==== Source material ====

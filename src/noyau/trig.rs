// src/noyau/trig.rs
//
// Trigonométrie (sin/cos/tan) selon le mode d’angle
// -------------------------------------------------
// - Radians : calcul flottant direct
// - Degrés  : les multiples exacts de 90° sont résolus exactement
//             (sin 180 = 0 et non 1.22e-16 ; tan 90 = indéfini et non 1.6e16)
// - Les hyperboliques ne dépendent PAS du mode (voir scientifique.rs)

use serde::Deserialize;

use super::erreur::{exiger_fini, ErreurCalcul};

#[derive(Clone, Copy, Debug, Default, PartialEq, Eq, Deserialize)]
pub enum ModeAngle {
    #[default]
    #[serde(rename = "rad")]
    Radians,
    #[serde(rename = "deg")]
    Degres,
}

impl ModeAngle {
    pub fn basculer(self) -> Self {
        match self {
            ModeAngle::Radians => ModeAngle::Degres,
            ModeAngle::Degres => ModeAngle::Radians,
        }
    }

    /// Libellé de la touche de bascule.
    pub fn libelle(self) -> &'static str {
        match self {
            ModeAngle::Radians => "Rad",
            ModeAngle::Degres => "Deg",
        }
    }
}

#[derive(Clone, Copy, Debug, PartialEq, Eq)]
pub enum TrigFn {
    Sin,
    Cos,
    Tan,
}

pub fn trig(f: TrigFn, x: f64, mode: ModeAngle) -> Result<f64, ErreurCalcul> {
    if mode == ModeAngle::Degres {
        if let Some(exact) = angle_droit(f, x) {
            return exact;
        }
    }

    let rad = match mode {
        ModeAngle::Radians => x,
        ModeAngle::Degres => x.to_radians(),
    };

    let r = match f {
        TrigFn::Sin => rad.sin(),
        TrigFn::Cos => rad.cos(),
        TrigFn::Tan => rad.tan(),
    };
    exiger_fini(r)
}

/// Angle en degrés multiple exact de 90 => valeur exacte (ou indéfini pour tan).
/// None si l’angle n’est pas un angle droit.
fn angle_droit(f: TrigFn, deg: f64) -> Option<Result<f64, ErreurCalcul>> {
    if !deg.is_finite() || deg.rem_euclid(90.0) != 0.0 {
        return None;
    }

    // quadrant 0..=3 (0°, 90°, 180°, 270° modulo 360°)
    let quadrant = (deg / 90.0).rem_euclid(4.0) as u8;

    let v = match (f, quadrant) {
        (TrigFn::Sin, 0 | 2) => 0.0,
        (TrigFn::Sin, 1) => 1.0,
        (TrigFn::Sin, _) => -1.0,

        (TrigFn::Cos, 0) => 1.0,
        (TrigFn::Cos, 2) => -1.0,
        (TrigFn::Cos, _) => 0.0,

        (TrigFn::Tan, 0 | 2) => 0.0,
        (TrigFn::Tan, _) => return Some(Err(ErreurCalcul::Indefini)),
    };
    Some(Ok(v))
}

====

Exercise directions -> Copy every line from the records that holds the string "indéfini".

Result ->
//             (sin 180 = 0 et non 1.22e-16 ; tan 90 = indéfini et non 1.6e16)
/// Angle en degrés multiple exact de 90 => valeur exacte (ou indéfini pour tan).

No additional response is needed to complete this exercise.